Open Bug 1073827 (spell-lang-change) Opened 10 years ago Updated 10 months ago

[meta] Spellchecker fails to honour/remember user's choice of language/dictionary

Categories

(Core :: Spelling checker, defect)

defect

Tracking

()

People

(Reporter: smjg, Unassigned)

References

(Depends on 4 open bugs)

Details

(Keywords: meta)

Attachments

(1 obsolete file)

A number of people have found that they can't get the language they select for spellchecking (either in about:config or from the context menu) to stay put.  This is a tracker for bug reports of this nature.
Adding dependencies.  Some of them might be duplicates - need to look through them and see.
Alias: spell-lang-change
Depends on: 1073840
Keywords: meta
This thread on mozillaZine is the best general description of the problem, including attempts to resolve it. However the only effective workaround remains to remove the less-used dictionaries that Firefox is switching to.

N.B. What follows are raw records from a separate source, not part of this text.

//! TreePicker state management and action handling.
//!
//! The picker is a host of the selection core: it borrows the tree, owns the
//! committed selection, and replaces it with whatever the core returns, unless
//! the `on_change` hook vetoes the change.

use crate::tree::{
    invert, select_all, select_none, selected_count, toggle_node, total_count, ExpansionState,
    SelectionSet, TreeNode,
};
use crate::ui::render::{render_help_bar, render_row, render_status_bar, visible_rows, VisibleRow};
use crate::ui::theme::Glyphs;

/// Picker action
#[derive(Debug, Clone, Copy, PartialEq, Eq)]
pub enum PickerAction {
    /// Move cursor up
    Up,
    /// Move cursor down
    Down,
    /// Check or uncheck the node under the cursor and its subtree
    Toggle,
    Expand,
    Collapse,
    ExpandAll,
    CollapseAll,
    SelectAll,
    SelectNone,
    Invert,
    /// Confirm selection
    Confirm,
    /// Quit without confirming
    Quit,
}

type ChangeHook<'a> = Box<dyn FnMut(&SelectionSet) -> bool + 'a>;

/// Interactive tree picker
pub struct TreePicker<'a> {
    roots: &'a [TreeNode],
    selection: SelectionSet,
    expansion: ExpansionState,
    /// Current cursor position in the visible rows
    pub cursor: usize,
    rows: Vec<VisibleRow>,
    on_change: Option<ChangeHook<'a>>,
}

impl<'a> TreePicker<'a> {
    pub fn new(roots: &'a [TreeNode], selection: SelectionSet) -> Self {
        let mut picker = Self {
            roots,
            selection,
            expansion: ExpansionState::all_open(),
            cursor: 0,
            rows: Vec::new(),
            on_change: None,
        };
        picker.rebuild_rows();
        picker
    }

    pub fn with_expansion(mut self, expansion: ExpansionState) -> Self {
        self.expansion = expansion;
        self.rebuild_rows();
        self
    }

    /// Hook called with every candidate selection; returning false discards it.
    pub fn with_on_change(mut self, hook: impl FnMut(&SelectionSet) -> bool + 'a) -> Self {
        self.on_change = Some(Box::new(hook));
        self
    }

    /// Rebuild the visible rows, keeping the cursor on the same node if it is
    /// still visible.
    pub fn rebuild_rows(&mut self) {
        let current = self.rows.get(self.cursor).map(|row| row.id.clone());
        self.rows = visible_rows(self.roots, &self.selection, &self.expansion);

        if let Some(pos) = current.and_then(|id| self.rows.iter().position(|r| r.id == id)) {
            self.cursor = pos;
        } else if !self.rows.is_empty() && self.cursor >= self.rows.len() {
            self.cursor = self.rows.len() - 1;
        }
    }

    pub fn rows(&self) -> &[VisibleRow] {
        &self.rows
    }

    pub fn cursor_position(&self) -> usize {
        self.cursor
    }

    pub fn current_row(&self) -> Option<&VisibleRow> {
        self.rows.get(self.cursor)
    }

    pub fn selection(&self) -> &SelectionSet {
        &self.selection
    }

    pub fn into_selection(self) -> SelectionSet {
        self.selection
    }

    pub fn expansion(&self) -> &ExpansionState {
        &self.expansion
    }

    /// Handle an action; returns true when the picker should close
    pub fn handle_action(&mut self, action: PickerAction) -> bool {
        match action {
            PickerAction::Up => {
                if self.cursor > 0 {
                    self.cursor -= 1;
                }
                false
            }
            PickerAction::Down => {
                if self.cursor + 1 < self.rows.len() {
                    self.cursor += 1;
                }
                false
            }
            PickerAction::Toggle => {
                if let Some(row) = self.current_row() {
                    let next = toggle_node(self.roots, &self.selection, &row.id, !row.checked);
                    self.commit(next);
                }
                false
            }
            PickerAction::Expand => {
                if let Some(row) = self.current_row() {
                    if row.has_children {
                        let id = row.id.clone();
                        self.expansion.expand(&id);
                        self.rebuild_rows();
                    }
                }
                false
            }
            PickerAction::Collapse => {
                if let Some(row) = self.current_row() {
                    if row.has_children {
                        let id = row.id.clone();
                        self.expansion.collapse(&id);
                        self.rebuild_rows();
                    }
                }
                false
            }
            PickerAction::ExpandAll => {
                self.expansion.expand_all();
                self.rebuild_rows();
                false
            }
            PickerAction::CollapseAll => {
                self.expansion.collapse_all(self.roots);
                self.rebuild_rows();
                false
            }
            PickerAction::SelectAll => {
                self.commit(select_all(self.roots));
                false
            }
            PickerAction::SelectNone => {
                self.commit(select_none());
                false
            }
            PickerAction::Invert => {
                self.commit(invert(self.roots, &self.selection));
                false
            }
            PickerAction::Confirm => true,
            PickerAction::Quit => true,
        }
    }

    fn commit(&mut self, next: SelectionSet) {
        let accepted = match self.on_change.as_mut() {
            Some(hook) => hook(&next),
            None => true,
        };
        if accepted {
            self.selection = next;
            self.rebuild_rows();
        } else {
            log::debug!("selection change vetoed by host");
        }
    }

    pub fn selected_count(&self) -> usize {
        selected_count(self.roots, &self.selection)
    }

    pub fn total_count(&self) -> usize {
        total_count(self.roots)
    }

    /// Render the visible rows with a cursor column
    pub fn render(&self, glyphs: &Glyphs, show_counts: bool) -> String {
        let mut out = String::new();
        for (i, row) in self.rows.iter().enumerate() {
            let cursor = if i == self.cursor { glyphs.cursor } else { " " };
            out.push_str(cursor);
            out.push(' ');
            out.push_str(&render_row(row, glyphs, show_counts));
            out.push('\n');
        }
        out
    }

    pub fn render_status_bar(&self, glyphs: &Glyphs) -> String {
        render_status_bar(self.selected_count(), self.total_count(), glyphs)
    }

    pub fn render_help_bar(&self) -> String {
        render_help_bar()
    }
}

http://forums.mozillazine.org/viewtopic.php?f=38&t=2865587
(In reply to Paul from comment #2)
> However the only effective workaround remains to remove the 
> less-used dictionaries that Firefox is switching to.

By "less-used" do you mean:
(a) less used by the user having the problem?  Then it wouldn't make sense.  Uninstalling that dictionary, and installing it again on the odd occasions that one wants to use it, doesn't make sense at all.  If on the other hand nobody who uses that computer uses said dictionary at all, _then_ it would make sense to uninstall it.
(b) less used by the general world population?  It isn't always one of these that gets switched to - for example, I've frequently had it switching to en-US against my will.
Case (a), i.e. less frequently used from the user's perspective. I agree that this workaround is not satisfactory.

It's probably more common for a non-native (or even simply non-US) English speaker to suffer this problem, when Firefox switches to en-US per your experience.
Depends on: 1139550
At the request of a user I had a close look at the code involved and it seems the logic is broken in nsEditorSpellCheck.cpp

If I read the code correctly (please correct me if I'm wrong), the editor first checks if a content-pref is stored (and set+bail). If not, it will get the document language and store this in a global pref (spellchecker.dictionary), making the *next* document visited that has no content-pref stored and has no document language defined (all too common) use the pref from the previous document. That seems to be all sorts of wrong and leading to the confusing, erratic behavior seen.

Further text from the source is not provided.